_Task goal:_
From the data below, set down exactly the lines between the one holding "filename src/auth.rs" and the one holding "pub fn message(&self)", inclusive, and no others.
*** Information ***
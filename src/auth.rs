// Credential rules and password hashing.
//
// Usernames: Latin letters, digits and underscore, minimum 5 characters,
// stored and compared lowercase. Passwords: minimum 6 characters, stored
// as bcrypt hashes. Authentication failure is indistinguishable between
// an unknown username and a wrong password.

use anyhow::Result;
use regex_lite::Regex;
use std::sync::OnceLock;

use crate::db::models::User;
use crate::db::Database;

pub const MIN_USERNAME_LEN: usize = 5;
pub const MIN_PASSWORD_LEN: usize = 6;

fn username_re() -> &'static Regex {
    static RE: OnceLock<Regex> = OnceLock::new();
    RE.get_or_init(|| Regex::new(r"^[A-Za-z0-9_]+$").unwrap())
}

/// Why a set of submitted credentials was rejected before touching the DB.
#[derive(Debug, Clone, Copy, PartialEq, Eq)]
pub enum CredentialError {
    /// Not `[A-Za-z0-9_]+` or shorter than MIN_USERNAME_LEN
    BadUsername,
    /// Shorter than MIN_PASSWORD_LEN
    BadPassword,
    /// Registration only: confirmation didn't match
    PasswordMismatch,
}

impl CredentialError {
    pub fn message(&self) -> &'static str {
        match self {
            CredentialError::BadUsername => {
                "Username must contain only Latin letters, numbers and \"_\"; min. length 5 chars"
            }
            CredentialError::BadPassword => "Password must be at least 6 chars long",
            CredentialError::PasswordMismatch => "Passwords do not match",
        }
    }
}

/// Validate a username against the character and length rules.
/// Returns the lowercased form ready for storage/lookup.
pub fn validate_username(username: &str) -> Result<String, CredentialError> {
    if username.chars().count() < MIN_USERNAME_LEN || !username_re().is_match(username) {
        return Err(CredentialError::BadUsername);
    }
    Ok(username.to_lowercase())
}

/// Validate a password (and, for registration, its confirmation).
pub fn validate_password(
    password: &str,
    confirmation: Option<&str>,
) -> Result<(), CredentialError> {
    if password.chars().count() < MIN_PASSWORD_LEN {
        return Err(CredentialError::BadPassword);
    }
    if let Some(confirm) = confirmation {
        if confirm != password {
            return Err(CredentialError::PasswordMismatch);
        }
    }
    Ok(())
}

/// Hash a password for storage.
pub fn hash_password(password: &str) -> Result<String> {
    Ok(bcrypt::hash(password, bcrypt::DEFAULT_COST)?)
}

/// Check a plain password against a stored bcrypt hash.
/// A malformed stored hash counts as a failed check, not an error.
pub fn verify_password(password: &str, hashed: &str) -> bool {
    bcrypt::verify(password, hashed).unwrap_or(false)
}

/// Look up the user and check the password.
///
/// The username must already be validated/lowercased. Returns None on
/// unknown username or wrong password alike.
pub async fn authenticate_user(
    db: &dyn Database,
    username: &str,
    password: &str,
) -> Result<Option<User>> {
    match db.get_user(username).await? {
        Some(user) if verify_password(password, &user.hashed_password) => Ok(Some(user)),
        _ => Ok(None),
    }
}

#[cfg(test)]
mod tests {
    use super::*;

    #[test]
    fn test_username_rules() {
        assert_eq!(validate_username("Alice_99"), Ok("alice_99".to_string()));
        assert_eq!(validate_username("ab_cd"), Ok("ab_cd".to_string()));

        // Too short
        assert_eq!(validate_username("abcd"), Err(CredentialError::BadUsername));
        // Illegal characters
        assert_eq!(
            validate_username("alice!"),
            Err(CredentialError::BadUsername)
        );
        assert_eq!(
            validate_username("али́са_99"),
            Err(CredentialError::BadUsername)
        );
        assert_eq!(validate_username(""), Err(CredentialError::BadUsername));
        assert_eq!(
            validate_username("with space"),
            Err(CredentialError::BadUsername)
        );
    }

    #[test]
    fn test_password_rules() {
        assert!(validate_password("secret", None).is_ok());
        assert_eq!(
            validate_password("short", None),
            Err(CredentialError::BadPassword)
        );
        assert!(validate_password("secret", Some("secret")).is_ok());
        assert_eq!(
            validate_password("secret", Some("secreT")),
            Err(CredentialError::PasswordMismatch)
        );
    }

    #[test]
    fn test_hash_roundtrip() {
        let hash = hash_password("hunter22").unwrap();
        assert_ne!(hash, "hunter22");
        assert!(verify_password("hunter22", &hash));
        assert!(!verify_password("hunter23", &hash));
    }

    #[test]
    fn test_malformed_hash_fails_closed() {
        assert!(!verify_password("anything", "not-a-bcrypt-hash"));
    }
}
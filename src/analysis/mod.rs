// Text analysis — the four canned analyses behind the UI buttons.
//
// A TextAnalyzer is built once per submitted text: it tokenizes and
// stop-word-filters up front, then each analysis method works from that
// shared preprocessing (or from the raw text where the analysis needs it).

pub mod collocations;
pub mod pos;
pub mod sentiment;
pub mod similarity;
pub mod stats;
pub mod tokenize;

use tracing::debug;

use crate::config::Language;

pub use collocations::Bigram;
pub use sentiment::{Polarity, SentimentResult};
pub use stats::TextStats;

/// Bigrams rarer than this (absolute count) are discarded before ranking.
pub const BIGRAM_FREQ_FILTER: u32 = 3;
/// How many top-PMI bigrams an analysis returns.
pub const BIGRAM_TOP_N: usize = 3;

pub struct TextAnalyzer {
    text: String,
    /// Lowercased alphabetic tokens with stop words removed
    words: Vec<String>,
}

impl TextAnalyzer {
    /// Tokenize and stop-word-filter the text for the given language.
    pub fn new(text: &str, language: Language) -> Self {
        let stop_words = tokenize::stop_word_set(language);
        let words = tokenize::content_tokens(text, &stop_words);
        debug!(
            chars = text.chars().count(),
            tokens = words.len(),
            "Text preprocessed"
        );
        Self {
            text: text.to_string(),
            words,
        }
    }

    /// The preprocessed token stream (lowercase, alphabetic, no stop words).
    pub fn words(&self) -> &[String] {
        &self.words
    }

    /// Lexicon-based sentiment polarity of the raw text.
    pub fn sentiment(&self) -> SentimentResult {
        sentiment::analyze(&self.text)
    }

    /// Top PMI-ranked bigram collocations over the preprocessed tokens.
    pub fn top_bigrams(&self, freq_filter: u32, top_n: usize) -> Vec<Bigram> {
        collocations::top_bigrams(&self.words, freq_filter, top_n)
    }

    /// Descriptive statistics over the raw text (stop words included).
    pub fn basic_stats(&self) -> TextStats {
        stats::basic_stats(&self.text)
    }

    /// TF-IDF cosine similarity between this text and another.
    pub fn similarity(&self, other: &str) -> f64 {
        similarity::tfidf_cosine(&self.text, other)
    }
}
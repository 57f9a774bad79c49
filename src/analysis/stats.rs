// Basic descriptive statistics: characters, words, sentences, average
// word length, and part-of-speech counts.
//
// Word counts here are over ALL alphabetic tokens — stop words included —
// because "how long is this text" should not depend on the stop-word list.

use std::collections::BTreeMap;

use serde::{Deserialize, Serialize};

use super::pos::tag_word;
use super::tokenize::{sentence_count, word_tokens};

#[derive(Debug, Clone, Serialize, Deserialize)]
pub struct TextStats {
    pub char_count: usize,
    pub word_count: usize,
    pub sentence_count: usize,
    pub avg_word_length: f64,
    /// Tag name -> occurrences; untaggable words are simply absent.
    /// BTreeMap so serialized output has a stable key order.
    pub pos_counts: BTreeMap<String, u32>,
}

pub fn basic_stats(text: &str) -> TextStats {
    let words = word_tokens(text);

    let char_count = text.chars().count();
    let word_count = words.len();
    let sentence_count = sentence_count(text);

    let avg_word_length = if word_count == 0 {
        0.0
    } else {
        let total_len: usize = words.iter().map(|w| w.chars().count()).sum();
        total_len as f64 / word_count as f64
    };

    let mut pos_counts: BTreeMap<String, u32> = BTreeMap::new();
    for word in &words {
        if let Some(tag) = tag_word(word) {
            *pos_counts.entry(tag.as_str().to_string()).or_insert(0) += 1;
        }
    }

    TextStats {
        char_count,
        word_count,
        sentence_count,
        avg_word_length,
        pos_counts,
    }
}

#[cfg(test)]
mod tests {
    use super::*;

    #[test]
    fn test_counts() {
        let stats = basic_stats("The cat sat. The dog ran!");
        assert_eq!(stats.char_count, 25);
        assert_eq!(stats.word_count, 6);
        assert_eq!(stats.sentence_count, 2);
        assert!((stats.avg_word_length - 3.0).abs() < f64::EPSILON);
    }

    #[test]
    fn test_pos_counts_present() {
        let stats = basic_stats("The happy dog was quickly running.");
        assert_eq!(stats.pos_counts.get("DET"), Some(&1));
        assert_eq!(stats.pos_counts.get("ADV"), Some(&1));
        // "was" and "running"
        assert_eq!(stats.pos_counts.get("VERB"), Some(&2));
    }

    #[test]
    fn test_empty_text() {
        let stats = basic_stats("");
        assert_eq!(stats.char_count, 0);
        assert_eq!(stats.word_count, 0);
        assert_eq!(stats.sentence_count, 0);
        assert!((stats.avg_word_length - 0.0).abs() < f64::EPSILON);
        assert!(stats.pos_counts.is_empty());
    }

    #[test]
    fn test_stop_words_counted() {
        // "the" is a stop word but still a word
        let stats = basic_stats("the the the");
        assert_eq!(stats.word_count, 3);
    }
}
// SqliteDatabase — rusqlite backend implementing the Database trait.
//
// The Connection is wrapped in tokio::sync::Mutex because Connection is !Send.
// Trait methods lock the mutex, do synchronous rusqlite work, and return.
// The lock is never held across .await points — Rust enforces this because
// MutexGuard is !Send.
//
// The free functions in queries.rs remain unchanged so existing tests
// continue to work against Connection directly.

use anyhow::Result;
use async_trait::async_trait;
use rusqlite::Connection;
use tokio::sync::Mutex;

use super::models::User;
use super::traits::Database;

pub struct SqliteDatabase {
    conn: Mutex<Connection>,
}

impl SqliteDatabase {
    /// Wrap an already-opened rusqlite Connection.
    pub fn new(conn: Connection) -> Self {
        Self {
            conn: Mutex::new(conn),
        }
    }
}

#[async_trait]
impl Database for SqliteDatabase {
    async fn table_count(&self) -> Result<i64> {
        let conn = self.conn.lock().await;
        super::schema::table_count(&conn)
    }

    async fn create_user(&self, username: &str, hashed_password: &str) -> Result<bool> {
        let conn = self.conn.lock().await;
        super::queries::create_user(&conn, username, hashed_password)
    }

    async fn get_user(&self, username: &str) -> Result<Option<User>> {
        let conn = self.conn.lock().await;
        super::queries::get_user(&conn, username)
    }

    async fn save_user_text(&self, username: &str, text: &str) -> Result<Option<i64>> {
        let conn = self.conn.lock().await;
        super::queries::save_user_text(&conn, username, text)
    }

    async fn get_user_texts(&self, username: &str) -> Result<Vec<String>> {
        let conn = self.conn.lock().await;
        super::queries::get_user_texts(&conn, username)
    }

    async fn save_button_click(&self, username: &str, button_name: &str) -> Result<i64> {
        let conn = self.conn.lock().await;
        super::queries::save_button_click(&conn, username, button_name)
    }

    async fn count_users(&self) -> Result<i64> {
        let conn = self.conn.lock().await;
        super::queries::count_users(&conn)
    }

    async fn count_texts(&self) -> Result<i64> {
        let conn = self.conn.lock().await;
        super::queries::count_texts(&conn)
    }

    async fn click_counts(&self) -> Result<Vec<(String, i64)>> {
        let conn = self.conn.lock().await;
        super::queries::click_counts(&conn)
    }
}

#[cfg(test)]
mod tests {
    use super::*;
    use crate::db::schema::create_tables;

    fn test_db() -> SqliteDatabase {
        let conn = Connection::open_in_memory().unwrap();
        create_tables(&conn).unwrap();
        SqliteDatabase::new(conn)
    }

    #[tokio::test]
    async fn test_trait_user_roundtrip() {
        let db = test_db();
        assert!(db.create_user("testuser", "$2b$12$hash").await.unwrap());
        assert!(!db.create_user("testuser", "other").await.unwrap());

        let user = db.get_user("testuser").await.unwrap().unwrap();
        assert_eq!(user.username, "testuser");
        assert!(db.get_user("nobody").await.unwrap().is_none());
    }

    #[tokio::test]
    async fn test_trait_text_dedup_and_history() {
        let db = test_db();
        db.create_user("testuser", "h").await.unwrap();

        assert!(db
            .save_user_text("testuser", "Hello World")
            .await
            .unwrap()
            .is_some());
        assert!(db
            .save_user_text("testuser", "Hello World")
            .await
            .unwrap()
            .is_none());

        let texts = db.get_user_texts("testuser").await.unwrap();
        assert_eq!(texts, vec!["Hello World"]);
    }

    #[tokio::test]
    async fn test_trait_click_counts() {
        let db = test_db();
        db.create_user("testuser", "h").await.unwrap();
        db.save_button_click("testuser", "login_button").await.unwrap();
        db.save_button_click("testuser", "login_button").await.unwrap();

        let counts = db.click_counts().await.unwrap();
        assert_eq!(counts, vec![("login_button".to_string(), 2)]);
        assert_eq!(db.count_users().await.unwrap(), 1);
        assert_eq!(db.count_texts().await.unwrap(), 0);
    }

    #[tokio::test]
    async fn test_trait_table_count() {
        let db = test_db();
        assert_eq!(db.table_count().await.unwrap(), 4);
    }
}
*** End of Information ***
*** Information ***
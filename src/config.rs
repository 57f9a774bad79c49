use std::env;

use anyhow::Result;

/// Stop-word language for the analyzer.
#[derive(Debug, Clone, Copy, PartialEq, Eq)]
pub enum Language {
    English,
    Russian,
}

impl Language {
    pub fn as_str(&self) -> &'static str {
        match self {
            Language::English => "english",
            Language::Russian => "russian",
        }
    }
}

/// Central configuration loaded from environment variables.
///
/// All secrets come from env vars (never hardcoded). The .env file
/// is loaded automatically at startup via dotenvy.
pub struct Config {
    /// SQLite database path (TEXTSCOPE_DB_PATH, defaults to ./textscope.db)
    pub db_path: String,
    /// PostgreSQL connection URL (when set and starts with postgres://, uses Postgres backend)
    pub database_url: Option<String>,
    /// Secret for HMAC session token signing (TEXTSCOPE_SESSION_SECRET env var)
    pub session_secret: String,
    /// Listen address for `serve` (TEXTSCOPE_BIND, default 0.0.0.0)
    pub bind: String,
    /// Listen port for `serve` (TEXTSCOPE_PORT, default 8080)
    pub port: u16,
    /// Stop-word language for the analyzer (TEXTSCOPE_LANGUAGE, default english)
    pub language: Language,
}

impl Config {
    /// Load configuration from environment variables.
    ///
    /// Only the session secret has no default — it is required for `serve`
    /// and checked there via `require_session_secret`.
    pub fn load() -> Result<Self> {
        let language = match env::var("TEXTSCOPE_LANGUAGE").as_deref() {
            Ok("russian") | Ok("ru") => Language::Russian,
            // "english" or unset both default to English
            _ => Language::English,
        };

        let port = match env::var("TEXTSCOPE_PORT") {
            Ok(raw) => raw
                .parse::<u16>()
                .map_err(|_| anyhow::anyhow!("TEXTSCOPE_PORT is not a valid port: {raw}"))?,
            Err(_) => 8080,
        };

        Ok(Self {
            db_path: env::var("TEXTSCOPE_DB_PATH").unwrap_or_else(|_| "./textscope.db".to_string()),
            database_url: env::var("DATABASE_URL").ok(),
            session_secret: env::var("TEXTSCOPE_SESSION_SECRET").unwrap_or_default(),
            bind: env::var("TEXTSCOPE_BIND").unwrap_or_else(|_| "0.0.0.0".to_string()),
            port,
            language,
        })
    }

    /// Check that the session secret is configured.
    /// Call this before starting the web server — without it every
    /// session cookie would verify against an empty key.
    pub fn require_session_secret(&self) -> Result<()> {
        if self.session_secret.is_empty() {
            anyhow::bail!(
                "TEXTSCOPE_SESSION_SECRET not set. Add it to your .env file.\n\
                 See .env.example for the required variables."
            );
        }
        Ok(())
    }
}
*** End of Information ***
*** Information ***
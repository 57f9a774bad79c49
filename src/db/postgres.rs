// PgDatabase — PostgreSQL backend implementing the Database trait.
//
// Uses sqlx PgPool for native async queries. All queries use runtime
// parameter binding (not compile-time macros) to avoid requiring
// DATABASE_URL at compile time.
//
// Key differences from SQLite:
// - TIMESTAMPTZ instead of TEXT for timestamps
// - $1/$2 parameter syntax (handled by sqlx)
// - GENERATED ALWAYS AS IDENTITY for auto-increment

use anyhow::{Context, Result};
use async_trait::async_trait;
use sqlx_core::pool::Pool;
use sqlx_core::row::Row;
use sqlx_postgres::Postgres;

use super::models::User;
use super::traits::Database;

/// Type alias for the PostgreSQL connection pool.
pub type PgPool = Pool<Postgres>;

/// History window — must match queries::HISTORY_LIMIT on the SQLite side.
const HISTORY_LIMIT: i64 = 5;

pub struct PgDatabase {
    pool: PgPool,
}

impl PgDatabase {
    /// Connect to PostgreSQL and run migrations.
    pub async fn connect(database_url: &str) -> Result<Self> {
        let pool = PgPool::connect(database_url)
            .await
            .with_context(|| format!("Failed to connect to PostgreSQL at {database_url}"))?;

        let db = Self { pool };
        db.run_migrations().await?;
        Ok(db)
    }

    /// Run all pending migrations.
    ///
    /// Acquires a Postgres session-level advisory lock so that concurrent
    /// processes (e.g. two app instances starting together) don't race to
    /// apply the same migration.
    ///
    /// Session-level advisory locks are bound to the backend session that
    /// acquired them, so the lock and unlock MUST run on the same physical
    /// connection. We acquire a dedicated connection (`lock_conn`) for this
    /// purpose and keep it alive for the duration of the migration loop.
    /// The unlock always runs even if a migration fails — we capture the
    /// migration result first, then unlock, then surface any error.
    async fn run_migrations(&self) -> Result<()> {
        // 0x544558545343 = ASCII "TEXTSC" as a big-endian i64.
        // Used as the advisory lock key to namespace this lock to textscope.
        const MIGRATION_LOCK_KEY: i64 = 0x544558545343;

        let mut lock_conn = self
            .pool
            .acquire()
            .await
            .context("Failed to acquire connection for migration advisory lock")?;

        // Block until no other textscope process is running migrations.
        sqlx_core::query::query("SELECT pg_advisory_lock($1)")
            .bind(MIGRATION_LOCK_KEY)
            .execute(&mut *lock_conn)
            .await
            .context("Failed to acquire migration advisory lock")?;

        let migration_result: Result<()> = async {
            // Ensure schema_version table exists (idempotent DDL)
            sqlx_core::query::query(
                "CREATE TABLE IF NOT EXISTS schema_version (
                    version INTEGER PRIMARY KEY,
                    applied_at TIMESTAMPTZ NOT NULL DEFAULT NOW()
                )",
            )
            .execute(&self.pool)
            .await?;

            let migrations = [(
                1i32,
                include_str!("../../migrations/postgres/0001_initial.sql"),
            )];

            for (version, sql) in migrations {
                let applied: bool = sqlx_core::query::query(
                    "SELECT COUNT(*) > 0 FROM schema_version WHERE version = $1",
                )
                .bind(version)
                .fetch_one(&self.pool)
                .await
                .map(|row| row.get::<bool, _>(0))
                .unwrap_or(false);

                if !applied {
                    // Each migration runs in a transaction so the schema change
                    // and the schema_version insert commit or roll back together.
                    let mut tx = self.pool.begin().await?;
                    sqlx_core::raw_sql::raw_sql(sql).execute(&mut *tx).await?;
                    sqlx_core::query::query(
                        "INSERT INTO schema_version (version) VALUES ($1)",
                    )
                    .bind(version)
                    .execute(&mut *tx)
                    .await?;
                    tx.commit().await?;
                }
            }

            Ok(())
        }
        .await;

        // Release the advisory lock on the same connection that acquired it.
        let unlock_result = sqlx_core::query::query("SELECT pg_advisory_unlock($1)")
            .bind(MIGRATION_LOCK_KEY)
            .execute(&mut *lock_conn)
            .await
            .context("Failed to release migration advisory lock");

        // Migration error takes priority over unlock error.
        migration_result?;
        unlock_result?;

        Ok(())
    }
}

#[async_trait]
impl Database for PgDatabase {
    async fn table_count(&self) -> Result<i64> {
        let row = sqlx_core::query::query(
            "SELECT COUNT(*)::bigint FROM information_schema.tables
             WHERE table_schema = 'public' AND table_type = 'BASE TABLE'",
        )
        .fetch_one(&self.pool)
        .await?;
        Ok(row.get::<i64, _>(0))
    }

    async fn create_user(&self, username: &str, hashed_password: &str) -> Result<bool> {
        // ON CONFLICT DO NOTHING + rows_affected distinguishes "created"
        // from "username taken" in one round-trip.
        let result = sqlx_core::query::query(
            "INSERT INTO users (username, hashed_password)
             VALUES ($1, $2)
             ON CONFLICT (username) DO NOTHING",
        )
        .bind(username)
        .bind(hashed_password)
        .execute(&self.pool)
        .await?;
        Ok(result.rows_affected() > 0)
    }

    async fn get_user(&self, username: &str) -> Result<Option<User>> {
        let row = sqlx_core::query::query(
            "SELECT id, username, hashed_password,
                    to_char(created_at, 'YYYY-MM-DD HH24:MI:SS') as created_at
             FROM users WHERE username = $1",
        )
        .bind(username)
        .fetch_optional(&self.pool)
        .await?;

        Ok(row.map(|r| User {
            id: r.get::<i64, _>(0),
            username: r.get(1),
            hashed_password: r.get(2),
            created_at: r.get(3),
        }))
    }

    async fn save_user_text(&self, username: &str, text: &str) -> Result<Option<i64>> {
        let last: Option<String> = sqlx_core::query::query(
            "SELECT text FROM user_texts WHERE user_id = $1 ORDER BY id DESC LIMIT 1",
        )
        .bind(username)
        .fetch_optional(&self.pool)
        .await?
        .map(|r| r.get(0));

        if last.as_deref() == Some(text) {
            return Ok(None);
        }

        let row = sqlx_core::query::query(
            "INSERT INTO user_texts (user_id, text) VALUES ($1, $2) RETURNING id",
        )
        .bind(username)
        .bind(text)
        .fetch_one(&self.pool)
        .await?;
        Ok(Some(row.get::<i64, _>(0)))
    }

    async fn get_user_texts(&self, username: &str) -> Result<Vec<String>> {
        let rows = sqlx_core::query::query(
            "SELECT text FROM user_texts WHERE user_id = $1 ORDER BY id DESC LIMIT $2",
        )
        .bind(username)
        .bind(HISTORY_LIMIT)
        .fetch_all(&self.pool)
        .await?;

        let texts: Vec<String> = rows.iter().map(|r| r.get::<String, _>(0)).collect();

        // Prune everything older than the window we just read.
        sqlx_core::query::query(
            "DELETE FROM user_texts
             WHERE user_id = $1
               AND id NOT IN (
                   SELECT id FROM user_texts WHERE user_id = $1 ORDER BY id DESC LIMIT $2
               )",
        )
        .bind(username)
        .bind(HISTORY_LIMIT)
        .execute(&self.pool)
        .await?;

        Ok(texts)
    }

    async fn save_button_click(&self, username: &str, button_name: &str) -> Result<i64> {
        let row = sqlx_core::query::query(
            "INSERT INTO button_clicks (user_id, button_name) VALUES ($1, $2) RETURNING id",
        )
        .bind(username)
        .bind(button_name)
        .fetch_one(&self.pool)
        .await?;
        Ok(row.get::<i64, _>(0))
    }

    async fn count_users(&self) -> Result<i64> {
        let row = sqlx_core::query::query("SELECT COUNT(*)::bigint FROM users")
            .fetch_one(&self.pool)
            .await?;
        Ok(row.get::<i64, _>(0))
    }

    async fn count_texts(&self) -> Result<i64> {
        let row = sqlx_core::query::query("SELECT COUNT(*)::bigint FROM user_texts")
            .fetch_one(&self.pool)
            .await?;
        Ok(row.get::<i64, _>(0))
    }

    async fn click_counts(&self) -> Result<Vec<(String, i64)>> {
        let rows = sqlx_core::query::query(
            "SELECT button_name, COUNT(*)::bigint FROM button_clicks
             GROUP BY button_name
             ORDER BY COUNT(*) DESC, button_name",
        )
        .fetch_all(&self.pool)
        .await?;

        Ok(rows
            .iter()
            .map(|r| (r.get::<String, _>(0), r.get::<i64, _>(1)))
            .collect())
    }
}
*** End of Information ***
_Problem solution:_
filename src/auth.rs
// Credential rules and password hashing.
//
// Usernames: Latin letters, digits and underscore, minimum 5 characters,
// stored and compared lowercase. Passwords: minimum 6 characters, stored
// as bcrypt hashes. Authentication failure is indistinguishable between
// an unknown username and a wrong password.

use anyhow::Result;
use regex_lite::Regex;
use std::sync::OnceLock;

use crate::db::models::User;
use crate::db::Database;

pub const MIN_USERNAME_LEN: usize = 5;
pub const MIN_PASSWORD_LEN: usize = 6;

fn username_re() -> &'static Regex {
    static RE: OnceLock<Regex> = OnceLock::new();
    RE.get_or_init(|| Regex::new(r"^[A-Za-z0-9_]+$").unwrap())
}

/// Why a set of submitted credentials was rejected before touching the DB.
#[derive(Debug, Clone, Copy, PartialEq, Eq)]
pub enum CredentialError {
    /// Not `[A-Za-z0-9_]+` or shorter than MIN_USERNAME_LEN
    BadUsername,
    /// Shorter than MIN_PASSWORD_LEN
    BadPassword,
    /// Registration only: confirmation didn't match
    PasswordMismatch,
}

impl CredentialError {
    pub fn message(&self) -> &'static str {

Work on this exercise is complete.